Directions: Only lines holding "None" are needed; copy each of them from the data below.

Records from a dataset
§

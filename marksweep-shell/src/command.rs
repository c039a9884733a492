use anyhow::{bail, Error};

/// A single line of input to the shell.
#[derive(Debug, Clone, PartialEq)]
pub enum Command {
    Alloc { name: String, data: Option<String> },
    Ref { from: String, to: String },
    Unref { from: String, to: String },
    Root(String),
    Unroot(String),
    Collect,
    Show,
    List,
    Stats,
    History,
    Clear,
    Example(Option<String>),
    Dot(String),
    Tutorial,
    Help,
    Exit,
}

/// Usage lines, as printed by `help`.
pub const USAGE: &[(&str, &str)] = &[
    ("alloc <name> [data]", "allocate a new object"),
    ("ref <from> <to>", "add a reference"),
    ("unref <from> <to>", "remove a reference"),
    ("root <name>", "add an object to the roots"),
    ("unroot <name>", "remove an object from the roots"),
    ("collect", "run a garbage collection cycle"),
    ("show", "show the object graph"),
    ("list", "list named objects"),
    ("stats", "show collector statistics"),
    ("history", "show per-cycle statistics"),
    ("clear", "drop every object and start fresh"),
    ("example [name]", "load a predefined object graph"),
    ("dot <path>", "write the object graph as a Graphviz file"),
    ("tutorial", "walk through a collection step by step"),
    ("help", "show this message"),
    ("exit", "leave the shell"),
];

fn usage(command: &str) -> &str {
    let command = if command == "quit" { "exit" } else { command };
    USAGE
        .iter()
        .map(|(it, _)| *it)
        .find(|it| it.split(' ').next() == Some(command))
        .unwrap_or(command)
}

impl Command {
    /// Parses a non-empty, trimmed line of input.
    pub fn parse(line: &str) -> Result<Command, Error> {
        let mut words = line.split_whitespace();
        let command = match words.next() {
            Some(command) => command,
            None => bail!("empty command"),
        };
        let args: Vec<&str> = words.collect();

        let parsed = match (command, args.as_slice()) {
            ("alloc", [name]) => Command::Alloc {
                name: name.to_string(),
                data: None,
            },
            ("alloc", [name, data @ ..]) => Command::Alloc {
                name: name.to_string(),
                data: Some(data.join(" ")),
            },
            ("ref", [from, to]) => Command::Ref {
                from: from.to_string(),
                to: to.to_string(),
            },
            ("unref", [from, to]) => Command::Unref {
                from: from.to_string(),
                to: to.to_string(),
            },
            ("root", [name]) => Command::Root(name.to_string()),
            ("unroot", [name]) => Command::Unroot(name.to_string()),
            ("collect", []) => Command::Collect,
            ("show", []) => Command::Show,
            ("list", []) => Command::List,
            ("stats", []) => Command::Stats,
            ("history", []) => Command::History,
            ("clear", []) => Command::Clear,
            ("example", []) => Command::Example(None),
            ("example", [name]) => Command::Example(Some(name.to_string())),
            ("dot", [path]) => Command::Dot(path.to_string()),
            ("tutorial", []) => Command::Tutorial,
            ("help", []) => Command::Help,
            ("exit", []) | ("quit", []) => Command::Exit,
            (
                "alloc" | "ref" | "unref" | "root" | "unroot" | "collect" | "show" | "list"
                | "stats" | "history" | "clear" | "example" | "dot" | "tutorial" | "help" | "exit"
                | "quit",
                _,
            ) => bail!("usage: {}", usage(command)),
            _ => bail!("unknown command '{}' (type 'help' for a list)", command),
        };

        Ok(parsed)
    }
}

§

Output for this exercise:
            None => bail!("empty command"),
                data: None,
            ("example", []) => Command::Example(None),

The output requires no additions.